Let $\Vert\cdot\Vert$ is a norm in $R^n$. Let $x_1,\dots,x_N$ non-independent Rademacher random variables random variables (variables which are uniform on $\{-1, 1\}$). . By $E$ we denote an expectation. There exists a constant $A_{p,q}$ depending only on $p,q$ such that for any vectors $u_1,\dots, u_N\in R^n$ $$ \left(E \left\Vert\sum_{i=1}^N x_iu_i\right\Vert^p\right)^\frac{1}{p}\leq A_{p,q} E \left(\left\Vert\sum_{i=1}^N x_iu_i\right\Vert^{q}\right)^{\frac 1q}, $$ for all $p,q \in [1, \infty)$. This is so called restricted Kahane's inequality.

What are possible applications of this inequality?

  • $\begingroup$ Certainly you need some assumption about the $x_i$. Maybe less than independence suffices but you can't let them be arbitrary. $\endgroup$ Commented Mar 29, 2018 at 19:09
  • $\begingroup$ The claim is false even for a single x, see my answer. $\endgroup$
    – Aryeh
    Commented Mar 30, 2018 at 4:55
  • 1
    $\begingroup$ Kahane's inequality asks that the $x_i$'s be Rademacher r.v.'s, i.e. uniform in $\{-1,1\}$. Without this assumption, as @Aryeh points out the statement in the question is false. $\endgroup$
    – Clement C.
    Commented Mar 30, 2018 at 17:43
  • 2
    $\begingroup$ This still doesn't make sense. For one thing the expectation sign needs to be inside the parenthesis on the right. For another the inequality still fails if you assume that $x_1, \ldots x_N$ are each Rademacher but not independent.
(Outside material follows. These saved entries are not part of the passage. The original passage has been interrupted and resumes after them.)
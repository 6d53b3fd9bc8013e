//! Configuration Management
//!
//! Hierarchical resolution, lowest to highest priority:
//! 1. Built-in defaults
//! 2. User config (~/.config/sgit/config.toml, or `--config <path>`)
//! 3. Environment variables (SGIT_*, then UPSTAGE_API_KEY / UPSTAGE_MODEL_NAME)
//! 4. CLI arguments (`--lang`)

mod loader;
mod setup;
mod types;

pub use loader::ConfigLoader;
pub use setup::run_setup;
pub use types::*;
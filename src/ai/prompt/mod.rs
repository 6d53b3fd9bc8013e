//! Prompt Builder System
//!
//! Standardized prompt construction for the git tasks.
//!
//! ## Design Principles
//!
//! 1. **Role Definition**: one sentence stating who the model is
//! 2. **Context Sections**: `=== HEADER ===` blocks holding budgeted input
//! 3. **Structured Objectives**: numbered requirements for the answer
//! 4. **Examples**: explicit bad/good pairs where wording matters
//! 5. **Closing Instruction**: what to return and nothing else

mod templates;

pub use templates::{AssembledPrompt, CommitContext, PromptAssembler, language_directive};

/// Prompt block types
#[derive(Debug, Clone)]
enum Block {
    Role(String),
    Section { header: String, content: String },
    Objectives { title: String, items: Vec<String> },
    Bullets { title: String, items: Vec<String> },
    Examples { bad: Vec<String>, good: Vec<String> },
    Text(String),
}

/// Prompt builder for consistent prompt construction
#[derive(Debug, Clone, Default)]
pub struct PromptBuilder {
    blocks: Vec<Block>,
}

impl PromptBuilder {
    pub fn new() -> Self {
        Self::default()
    }

    pub fn role(mut self, role: &str) -> Self {
        self.blocks.push(Block::Role(role.to_string()));
        self
    }

    /// Add a `=== HEADER ===` block with raw content
    pub fn section(mut self, header: &str, content: &str) -> Self {
        self.blocks.push(Block::Section {
            header: header.to_string(),
            content: content.to_string(),
        });
        self
    }

    /// Add a numbered list under a title line
    pub fn objectives(mut self, title: &str, items: &[&str]) -> Self {
        self.blocks.push(Block::Objectives {
            title: title.to_string(),
            items: items.iter().map(|s| s.to_string()).collect(),
        });
        self
    }

    pub fn bullets(mut self, title: &str, items: &[&str]) -> Self {
        self.blocks.push(Block::Bullets {
            title: title.to_string(),
            items: items.iter().map(|s| s.to_string()).collect(),
        });
        self
    }

    pub fn examples(mut self, bad: &[&str], good: &[&str]) -> Self {
        self.blocks.push(Block::Examples {
            bad: bad.iter().map(|s| s.to_string()).collect(),
            good: good.iter().map(|s| s.to_string()).collect(),
        });
        self
    }

    pub fn text(mut self, content: &str) -> Self {
        self.blocks.push(Block::Text(content.to_string()));
        self
    }

    /// Build the final prompt string
    pub fn build(self) -> String {
        let mut prompt = String::new();

        for block in self.blocks {
            match block {
                Block::Role(role) => {
                    prompt.push_str(&role);
                    prompt.push_str("\n\n");
                }
                Block::Section { header, content } => {
                    prompt.push_str(&format!("=== {} ===\n", header));
                    prompt.push_str(content.trim_end());
                    prompt.push_str("\n\n");
                }
                Block::Objectives { title, items } => {
                    prompt.push_str(&title);
                    prompt.push('\n');
                    for (i, item) in items.iter().enumerate() {
                        prompt.push_str(&format!("{}. {}\n", i + 1, item));
                    }
                    prompt.push('\n');
                }
                Block::Bullets { title, items } => {
                    prompt.push_str(&title);
                    prompt.push('\n');
                    for item in items {
                        prompt.push_str(&format!("- {}\n", item));
                    }
                    prompt.push('\n');
                }
                Block::Examples { bad, good } => {
                    prompt.push_str("Examples:\n");
                    for (b, g) in bad.iter().zip(good.iter()) {
                        prompt.push_str(&format!("WRONG: {}\nCORRECT: {}\n", b, g));
                    }
                    prompt.push('\n');
                }
                Block::Text(content) => {
                    prompt.push_str(&content);
                    prompt.push_str("\n\n");
                }
            }
        }

        prompt.trim_end().to_string()
    }
}

#[cfg(test)]
mod tests {
    use super::*;

    #[test]
    fn test_basic_prompt() {
        let prompt = PromptBuilder::new()
            .role("You are a careful reviewer.")
            .objectives("Provide:", &["Summary", "Impact"])
            .build();

        assert!(prompt.starts_with("You are a careful reviewer."));
        assert!(prompt.contains("Provide:\n1. Summary\n2. Impact"));
    }

    #[test]
    fn test_section_header() {
        let prompt = PromptBuilder::new()
            .section("GIT DIFF", "+added line\n")
            .text("Respond briefly.")
            .build();

        assert_eq!(prompt, "=== GIT DIFF ===\n+added line\n\nRespond briefly.");
    }

    #[test]
    fn test_examples_pairs() {
        let prompt = PromptBuilder::new()
            .examples(&["fix(db): change query"], &["fix(db): stop leaking cursors"])
            .build();

        assert!(prompt.contains("WRONG: fix(db): change query"));
        assert!(prompt.contains("CORRECT: fix(db): stop leaking cursors"));
    }

    #[test]
    fn test_bullets() {
        let prompt = PromptBuilder::new()
            .bullets("Consider:", &["tests", "docs"])
            .build();
        assert_eq!(prompt, "Consider:\n- tests\n- docs");
    }
}
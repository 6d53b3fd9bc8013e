//! Global Constants
//!
//! Centralized constants for budgeting, the completion endpoint and git
//! inspection limits. All magic numbers should be defined here.

/// Prompt budget constants
pub mod budget {
    /// Maximum words of variable content placed in one prompt
    pub const MAX_INPUT_WORDS: usize = 27_000;

    /// Conservative tokens-per-word multiplier for mixed code and prose
    pub const TOKENS_PER_WORD: f64 = 1.5;

    /// Appended to any section cut short
    pub const TRUNCATION_MARKER: &str = "\n\n[... truncated to stay within token limit ...]";

    /// Share of the remaining budget for primary content (diff, log)
    pub const PRIMARY_WEIGHT: f64 = 0.60;

    /// Share for secondary context (file list)
    pub const SECONDARY_WEIGHT: f64 = 0.25;

    /// Share for tertiary context (recent commits)
    pub const TERTIARY_WEIGHT: f64 = 0.15;

    /// Fixed sections larger than this fraction of the budget are cut down
    pub const FIXED_SECTION_DIVISOR: usize = 4;
}

/// Completion endpoint constants
pub mod llm {
    pub const DEFAULT_ENDPOINT: &str = "https://api.upstage.ai/v1/chat/completions";

    pub const DEFAULT_MODEL: &str = "solar-pro2-preview";

    /// Reasoning block delimiters emitted by some models
    pub const THINK_OPEN: &str = "<think>";
    pub const THINK_CLOSE: &str = "</think>";

    /// Prefix of every event line in a streamed response
    pub const STREAM_PREFIX: &str = "data: ";

    /// Sentinel payload that ends a stream
    pub const STREAM_DONE: &str = "[DONE]";
}

/// Progress indicator constants
pub mod progress {
    pub const SPINNER_FRAMES: [char; 10] = ['⠋', '⠙', '⠹', '⠸', '⠼', '⠴', '⠦', '⠧', '⠇', '⠏'];

    pub const SPINNER_INTERVAL_MS: u64 = 100;
}

/// Git inspection limits
pub mod git {
    /// Commits included as recent history context
    pub const RECENT_COMMITS: usize = 5;

    /// Log length used when the user gave no count limit
    pub const DEFAULT_LOG_COUNT: &str = "-20";

    /// Files above this size are never sent for analysis
    pub const LARGE_FILE_BYTES: u64 = 1024 * 1024;

    /// Bytes inspected for NUL when sniffing binary content
    pub const BINARY_SNIFF_BYTES: usize = 512;

    /// File content cap for stage decisions
    pub const STAGE_CONTENT_BYTES: usize = 4096;

    /// Added files up to this size get a content preview in the file list
    pub const PREVIEW_MAX_BYTES: u64 = 50 * 1024;

    /// Lines shown in a file preview
    pub const PREVIEW_LINES: usize = 20;

    pub const BINARY_EXTENSIONS: &[&str] = &[
        "exe", "dll", "so", "dylib", "a", "o", "obj", "jpg", "jpeg", "png", "gif", "bmp", "ico",
        "tiff", "svg", "mp3", "mp4", "avi", "mov", "mkv", "flv", "wav", "zip", "tar", "gz", "bz2",
        "xz", "7z", "rar", "pdf", "doc", "docx", "xls", "xlsx", "ppt", "pptx", "bin", "dat", "db",
        "sqlite", "sqlite3",
    ];
}

#[cfg(test)]
mod tests {
    use super::*;

    #[test]
    fn test_weights_sum_to_one() {
        let sum = budget::PRIMARY_WEIGHT + budget::SECONDARY_WEIGHT + budget::TERTIARY_WEIGHT;
        assert!((sum - 1.0).abs() < f64::EPSILON);
    }
}
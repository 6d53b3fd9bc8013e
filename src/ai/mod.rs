//! AI Integration Layer
//!
//! Prompt budgeting, task prompts and the completion endpoint client.

pub mod prompt;
pub mod provider;
pub mod tokenizer;

pub use prompt::{AssembledPrompt, CommitContext, PromptAssembler, PromptBuilder};
pub use provider::{
    ChatExchange, ChatMessage, DeltaStream, LlmProvider, SharedProvider, SolarProvider,
    collect_stream, strip_thinking,
};
pub use tokenizer::{BudgetSplit, PromptSection, SectionRole, TokenCounter, Truncation};
//! Per-invocation context
//!
//! Built once in `main` from the loaded configuration and handed to the
//! command by mutable reference. The provider is created lazily so commands
//! that end early (nothing staged, passthrough) never need a credential.
//!
//! A config file that fails to load does not stop the session: it runs on
//! defaults and the load error is raised only when a command needs the
//! configuration (the AI path, `config show`).

use std::sync::Arc;

use tracing::debug;

use super::ui::{Output, Terminal};
use crate::ai::{PromptAssembler, SharedProvider, SolarProvider, TokenCounter};
use crate::config::{Config, ConfigLoader, Language, resolve_language, run_setup};
use crate::git::Vcs;
use crate::types::{Result, SgitError};

pub struct Session {
    pub config: Config,
    pub language: Language,
    pub vcs: Box<dyn Vcs>,
    pub terminal: Box<dyn Terminal>,
    pub output: Output,
    loader: ConfigLoader,
    provider: Option<SharedProvider>,
    config_error: Option<String>,
}

impl Session {
    /// Resolves the response language; an unknown code is reported on `output`
    pub fn new(
        config: Config,
        loader: ConfigLoader,
        lang_flag: Option<&str>,
        vcs: Box<dyn Vcs>,
        terminal: Box<dyn Terminal>,
        output: Output,
    ) -> Self {
        let choice = resolve_language(lang_flag, &config.language);
        if let Some(warning) = &choice.warning {
            output.warning(warning);
        }
        debug!("Response language: {}", choice.language);

        Self {
            config,
            language: choice.language,
            vcs,
            terminal,
            output,
            loader,
            provider: None,
            config_error: None,
        }
    }

    /// Record a failed config load; the session keeps running on defaults
    pub fn with_config_error(mut self, error: SgitError) -> Self {
        self.config_error = Some(match error {
            SgitError::Config(message) => message,
            other => other.to_string(),
        });
        self
    }

    /// The deferred config load error, if any
    pub fn check_config(&self) -> Result<()> {
        match &self.config_error {
            Some(message) => Err(SgitError::Config(message.clone())),
            None => Ok(()),
        }
    }

    /// Drop a deferred load error once the file has been rewritten
    pub fn clear_config_error(&mut self) {
        self.config_error = None;
    }

    /// Use this provider instead of building one from the config
    pub fn with_provider(mut self, provider: SharedProvider) -> Self {
        self.provider = Some(provider);
        self
    }

    pub fn loader(&self) -> &ConfigLoader {
        &self.loader
    }

    pub fn assembler(&self) -> PromptAssembler {
        PromptAssembler::new(
            self.language,
            TokenCounter::new(self.config.budget.max_input_words),
        )
    }

    /// Provider for this invocation, running first-time setup when no
    /// credential is configured
    pub fn ensure_provider(&mut self) -> Result<SharedProvider> {
        self.check_config()?;
        if let Some(provider) = &self.provider {
            return Ok(Arc::clone(provider));
        }

        if self.config.llm.api_key().is_none() {
            self.output.info("No API key configured. Running setup...");
            self.output.blank();
            self.config = run_setup(
                &self.loader,
                &self.config,
                self.terminal.as_ref(),
                &self.output,
            )?;
            self.output.blank();
            self.output.success("Configuration complete! Continuing...");
        }

        let provider: SharedProvider = Arc::new(SolarProvider::new(&self.config.llm)?);
        self.provider = Some(Arc::clone(&provider));
        Ok(provider)
    }
}

#[cfg(test)]
pub(crate) mod testing {
    use super::*;
    use crate::ai::provider::testing::ScriptedProvider;
    use crate::cli::ui::ScriptedTerminal;
    use crate::git::testing::FakeVcs;

    /// Session over fakes, with captured output
    pub(crate) fn session(
        vcs: FakeVcs,
        terminal: ScriptedTerminal,
        provider: Option<ScriptedProvider>,
    ) -> (Session, Arc<std::sync::Mutex<String>>) {
        let (output, buffer) = Output::captured();
        let config = Config {
            llm: crate::config::LlmConfig {
                api_key: Some("up_test".to_string()),
                ..Default::default()
            },
            ..Config::default()
        };
        let mut session = Session::new(
            config,
            ConfigLoader::new(Some(std::env::temp_dir().join("sgit-test-unused.toml"))),
            None,
            Box::new(vcs),
            Box::new(terminal),
            output,
        );
        if let Some(provider) = provider {
            session = session.with_provider(Arc::new(provider));
        }
        (session, buffer)
    }
}

#[cfg(test)]
mod tests {
    use super::*;
    use crate::ai::LlmProvider;
    use crate::cli::ui::ScriptedTerminal;
    use crate::git::testing::FakeVcs;

    #[test]
    fn test_unknown_language_warns_and_falls_back() {
        let (output, buffer) = Output::captured();
        let session = Session::new(
            Config::default(),
            ConfigLoader::default(),
            Some("xx"),
            Box::new(FakeVcs::new()),
            Box::new(ScriptedTerminal::new()),
            output,
        );
        assert_eq!(session.language, Language::English);
        assert!(
            buffer
                .lock()
                .unwrap()
                .contains("Warning: Invalid language code 'xx'. Using default 'en'.")
        );
    }

    #[test]
    fn test_flag_overrides_config_language() {
        let (output, _) = Output::captured();
        let config = Config {
            language: "ja".to_string(),
            ..Config::default()
        };
        let session = Session::new(
            config,
            ConfigLoader::default(),
            Some("ko"),
            Box::new(FakeVcs::new()),
            Box::new(ScriptedTerminal::new()),
            output,
        );
        assert_eq!(session.language, Language::Korean);
    }

    #[test]
    fn test_missing_key_runs_setup_and_cancel_aborts() {
        let dir = tempfile::TempDir::new().unwrap();
        let (output, _) = Output::captured();
        let mut session = Session::new(
            Config::default(),
            ConfigLoader::new(Some(dir.path().join("config.toml"))),
            None,
            Box::new(FakeVcs::new()),
            Box::new(ScriptedTerminal::new()),
            output,
        );
        let err = session.ensure_provider().err().unwrap();
        assert!(err.is_cancelled());
        assert!(!dir.path().join("config.toml").exists());
    }

    #[test]
    fn test_config_error_surfaces_on_provider() {
        let (output, _) = Output::captured();
        let mut session = Session::new(
            Config::default(),
            ConfigLoader::default(),
            None,
            Box::new(FakeVcs::new()),
            Box::new(ScriptedTerminal::new().secret("up_unused")),
            output,
        )
        .with_config_error(SgitError::Config("expected `]`".to_string()));

        let err = session.ensure_provider().err().unwrap();
        assert_eq!(err.to_string(), "Config error: expected `]`");
        assert!(session.config.llm.api_key().is_none());
    }

    #[test]
    fn test_setup_then_provider() {
        let dir = tempfile::TempDir::new().unwrap();
        let (output, _) = Output::captured();
        let terminal = ScriptedTerminal::new().secret("up_fresh").line("").line("");
        let mut session = Session::new(
            Config::default(),
            ConfigLoader::new(Some(dir.path().join("config.toml"))),
            None,
            Box::new(FakeVcs::new()),
            Box::new(terminal),
            output,
        );
        let provider = session.ensure_provider().unwrap();
        assert_eq!(provider.name(), "solar");
        assert_eq!(session.config.llm.api_key(), Some("up_fresh"));
    }
}
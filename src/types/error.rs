//! Unified Error Type System
//!
//! Single error type for the whole crate. Collaborator failures (git, the
//! completion endpoint, the config store) are wrapped with the operation
//! being attempted and surfaced to the dispatcher as one line.
//!
//! ## Error Categories
//!
//! - **Environment**: not a repository, missing credential, no editor
//! - **Subprocess**: git exited nonzero outside a known empty-result convention
//! - **Transport**: non-success status, malformed envelope, empty choices
//! - **Cancelled**: the user interrupted an interactive flow

use thiserror::Error;

/// Error categories used by the dispatcher to pick an exit path
#[derive(Debug, Clone, Copy, PartialEq, Eq)]
pub enum ErrorCategory {
    Environment,
    Subprocess,
    Transport,
    Usage,
    Cancelled,
    Internal,
}

impl std::fmt::Display for ErrorCategory {
    fn fmt(&self, f: &mut std::fmt::Formatter<'_>) -> std::fmt::Result {
        match self {
            Self::Environment => write!(f, "ENVIRONMENT"),
            Self::Subprocess => write!(f, "SUBPROCESS"),
            Self::Transport => write!(f, "TRANSPORT"),
            Self::Usage => write!(f, "USAGE"),
            Self::Cancelled => write!(f, "CANCELLED"),
            Self::Internal => write!(f, "INTERNAL"),
        }
    }
}

#[derive(Error, Debug)]
pub enum SgitError {
    // -------------------------------------------------------------------------
    // System Errors (auto From impl)
    // -------------------------------------------------------------------------
    #[error("IO error: {0}")]
    Io(#[from] std::io::Error),

    #[error("JSON error: {0}")]
    Json(#[from] serde_json::Error),

    #[error("HTTP error: {0}")]
    Http(#[from] reqwest::Error),

    // -------------------------------------------------------------------------
    // Environment Errors
    // -------------------------------------------------------------------------
    #[error("Config error: {0}")]
    Config(String),

    #[error("Not a git repository (or any of the parent directories)")]
    NotARepository,

    #[error("API key not configured: run 'sgit config' or set UPSTAGE_API_KEY")]
    MissingCredential,

    #[error("Editor error: {0}")]
    Editor(String),

    // -------------------------------------------------------------------------
    // Collaborator Errors
    // -------------------------------------------------------------------------
    /// Git exited nonzero for a reason other than an expected empty result
    #[error("git {operation} failed (exit {code}): {stderr}")]
    Git {
        operation: String,
        code: i32,
        stderr: String,
    },

    /// Non-success status from the completion endpoint
    #[error("API error ({status}): {body}")]
    Api { status: u16, body: String },

    #[error("LLM API error: {0}")]
    LlmApi(String),

    // -------------------------------------------------------------------------
    // Invocation Errors
    // -------------------------------------------------------------------------
    #[error("{0}")]
    Usage(String),

    #[error("Operation cancelled")]
    Cancelled,

    #[error("{context}: {source}")]
    Context {
        context: String,
        #[source]
        source: Box<SgitError>,
    },
}

impl SgitError {
    pub fn category(&self) -> ErrorCategory {
        match self {
            Self::Config(_) | Self::NotARepository | Self::MissingCredential | Self::Editor(_) => {
                ErrorCategory::Environment
            }
            Self::Git { .. } => ErrorCategory::Subprocess,
            Self::Api { .. } | Self::LlmApi(_) | Self::Http(_) => ErrorCategory::Transport,
            Self::Usage(_) => ErrorCategory::Usage,
            Self::Cancelled => ErrorCategory::Cancelled,
            Self::Io(e) if e.kind() == std::io::ErrorKind::Interrupted => ErrorCategory::Cancelled,
            Self::Io(_) | Self::Json(_) => ErrorCategory::Internal,
            Self::Context { source, .. } => source.category(),
        }
    }

    /// True when the user aborted an interactive flow
    pub fn is_cancelled(&self) -> bool {
        self.category() == ErrorCategory::Cancelled
    }

    pub fn git(operation: impl Into<String>, code: i32, stderr: impl Into<String>) -> Self {
        let stderr = stderr.into().trim().to_string();
        Self::Git {
            operation: operation.into(),
            code,
            // interactive runs already showed git's own message
            stderr: if stderr.is_empty() {
                "see git output above".to_string()
            } else {
                stderr
            },
        }
    }
}

pub type Result<T> = std::result::Result<T, SgitError>;

/// Error context extension trait
pub trait ResultExt<T> {
    /// Add context to an error
    fn with_context<C: Into<String>>(self, context: C) -> Result<T>;

    /// Add context using a closure (lazy evaluation)
    fn with_context_fn<F, C>(self, f: F) -> Result<T>
    where
        F: FnOnce() -> C,
        C: Into<String>;
}

impl<T, E: Into<SgitError>> ResultExt<T> for std::result::Result<T, E> {
    fn with_context<C: Into<String>>(self, context: C) -> Result<T> {
        self.map_err(|e| SgitError::Context {
            context: context.into(),
            source: Box::new(e.into()),
        })
    }

    fn with_context_fn<F, C>(self, f: F) -> Result<T>
    where
        F: FnOnce() -> C,
        C: Into<String>,
    {
        self.map_err(|e| SgitError::Context {
            context: f().into(),
            source: Box::new(e.into()),
        })
    }
}

// =============================================================================
// Tests
// =============================================================================

#[cfg(test)]
mod tests {
    use super::*;

    #[test]
    fn test_error_category_display() {
        assert_eq!(ErrorCategory::Transport.to_string(), "TRANSPORT");
        assert_eq!(ErrorCategory::Cancelled.to_string(), "CANCELLED");
    }

    #[test]
    fn test_api_error_carries_status_and_body() {
        let err = SgitError::Api {
            status: 401,
            body: "{\"error\":\"bad key\"}".to_string(),
        };
        let msg = err.to_string();
        assert!(msg.contains("401"));
        assert!(msg.contains("bad key"));
        assert_eq!(err.category(), ErrorCategory::Transport);
    }

    #[test]
    fn test_git_error_trims_stderr() {
        let err = SgitError::git("commit", 128, "fatal: oops\n");
        assert_eq!(err.to_string(), "git commit failed (exit 128): fatal: oops");
        assert_eq!(err.category(), ErrorCategory::Subprocess);
    }

    #[test]
    fn test_context_keeps_inner_category() {
        let res: std::result::Result<(), SgitError> = Err(SgitError::Cancelled);
        let err = res.with_context("reading API key").unwrap_err();
        assert!(err.is_cancelled());
        assert_eq!(err.to_string(), "reading API key: Operation cancelled");
    }

    #[test]
    fn test_interrupted_io_is_cancellation() {
        let err: SgitError = std::io::Error::from(std::io::ErrorKind::Interrupted).into();
        assert!(err.is_cancelled());
    }
}
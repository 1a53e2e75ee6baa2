pub mod canvas;
pub mod check;
pub mod evaluate;
pub mod snapshot;

pub use canvas::Layout;
pub use evaluate::Metrics;
pub use snapshot::Snapshot;
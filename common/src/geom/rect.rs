use super::vec2::Vec2;

/// Axis-aligned rectangle of grid cells. `x`/`y` is the top-left cell;
/// `right()`/`bottom()` are exclusive.
#[derive(Clone, Copy, Debug, Default, PartialEq, Eq)]
pub struct Rect {
    pub x: i32,
    pub y: i32,
    pub width: i32,
    pub height: i32,
}

impl Rect {
    pub fn new(x: i32, y: i32, width: i32, height: i32) -> Self {
        Self {
            x,
            y,
            width,
            height,
        }
    }

    pub fn right(&self) -> i32 {
        self.x + self.width
    }

    pub fn bottom(&self) -> i32 {
        self.y + self.height
    }

    pub fn overlaps(&self, other: &Rect) -> bool {
        self.x < other.right()
            && other.x < self.right()
            && self.y < other.bottom()
            && other.y < self.bottom()
    }

    pub fn contains(&self, p: Vec2) -> bool {
        p.x >= self.x && p.x < self.right() && p.y >= self.y && p.y < self.bottom()
    }
}

#[cfg(test)]
mod tests {
    use super::*;

    #[test]
    fn overlap_is_symmetric() {
        let a = Rect::new(0, 0, 4, 4);
        let b = Rect::new(3, 3, 4, 4);
        assert!(a.overlaps(&b));
        assert!(b.overlaps(&a));
    }

    #[test]
    fn touching_edges_do_not_overlap() {
        let a = Rect::new(0, 0, 4, 4);
        let b = Rect::new(4, 0, 4, 4);
        assert!(!a.overlaps(&b));
        assert!(!b.overlaps(&a));
    }

    #[test]
    fn contains_is_half_open() {
        let r = Rect::new(1, 1, 3, 3);
        assert!(r.contains(Vec2::new(1, 1)));
        assert!(r.contains(Vec2::new(3, 3)));
        assert!(!r.contains(Vec2::new(4, 1)));
        assert!(!r.contains(Vec2::new(1, 4)));
    }
}
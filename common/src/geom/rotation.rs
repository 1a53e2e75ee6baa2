use super::vec2::Vec2;

/// Orientation of a component in 90-degree steps, clockwise with y pointing
/// down. Expressed as a transform table rather than per-call arithmetic so
/// extents and pin offsets go through the same mapping.
#[derive(Clone, Copy, Debug, Default, PartialEq, Eq)]
pub struct Rotation(u8);

// (x, y) multipliers per step: p' = (a*x + b*y, c*x + d*y)
const TABLE: [[i32; 4]; 4] = [
    [1, 0, 0, 1],
    [0, -1, 1, 0],
    [-1, 0, 0, -1],
    [0, 1, -1, 0],
];

impl Rotation {
    pub fn new(steps: u8) -> Self {
        Self(steps % 4)
    }

    pub fn steps(self) -> u8 {
        self.0
    }

    pub fn turned(self) -> Self {
        Self((self.0 + 1) % 4)
    }

    /// Odd rotations exchange a component's along/across half-extents.
    pub fn swaps_axes(self) -> bool {
        self.0 % 2 == 1
    }

    pub fn apply(self, p: Vec2) -> Vec2 {
        let [a, b, c, d] = TABLE[self.0 as usize];
        Vec2::new(a * p.x + b * p.y, c * p.x + d * p.y)
    }
}

#[cfg(test)]
mod tests {
    use super::*;

    #[test]
    fn four_steps_are_identity() {
        let p = Vec2::new(3, -7);
        let mut q = p;
        let mut rot = Rotation::default();
        for _ in 0..4 {
            q = Rotation::new(1).apply(q);
            rot = rot.turned();
        }
        assert_eq!(q, p);
        assert_eq!(rot, Rotation::default());
    }

    #[test]
    fn single_step_maps_x_axis_onto_y_axis() {
        let r = Rotation::new(1);
        assert_eq!(r.apply(Vec2::new(1, 0)), Vec2::new(0, 1));
        assert_eq!(r.apply(Vec2::new(0, 1)), Vec2::new(-1, 0));
    }

    #[test]
    fn composing_steps_matches_table() {
        let p = Vec2::new(5, 2);
        let twice = Rotation::new(1).apply(Rotation::new(1).apply(p));
        assert_eq!(Rotation::new(2).apply(p), twice);
    }

    #[test]
    fn axis_swap_parity() {
        assert!(!Rotation::new(0).swaps_axes());
        assert!(Rotation::new(1).swaps_axes());
        assert!(!Rotation::new(2).swaps_axes());
        assert!(Rotation::new(3).swaps_axes());
    }
}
You need to make some assumption about the dependence structure. For example the restricted Khintchine inequality considers $(x_1, \ldots, x_N)$ chosen uniformly from $\{-1,1\}^N$ such that $x_1 + \ldots + x_N = 0$. $\endgroup$ Commented Apr 3, 2018 at 5:31
  • $\begingroup$ It's been a week, and after many edits this question is still not making sense: namely, it is asking for applications of an inequality which does not hold. $\endgroup$
    – Clement C.
    Commented Apr 5, 2018 at 17:37

1 Answer 1


I don't think the claim is correct. Take $n=1$ (so the norm is just absolute value), $N=1$, and $u_1=1$. Let $X$ be any random variable with a finite first moment and infinite second moment (i.e., $E|X|=m<\infty$ while $E|X|^2=\infty$; one such example is the Pareto family https://math.stackexchange.com/questions/236181/example-of-a-general-random-variable-with-finite-mean-but-infinite-variance ). The claim would imply a finite $A_2$ for which $E|X|^2\le A_2^2 m^2$, which cannot be true.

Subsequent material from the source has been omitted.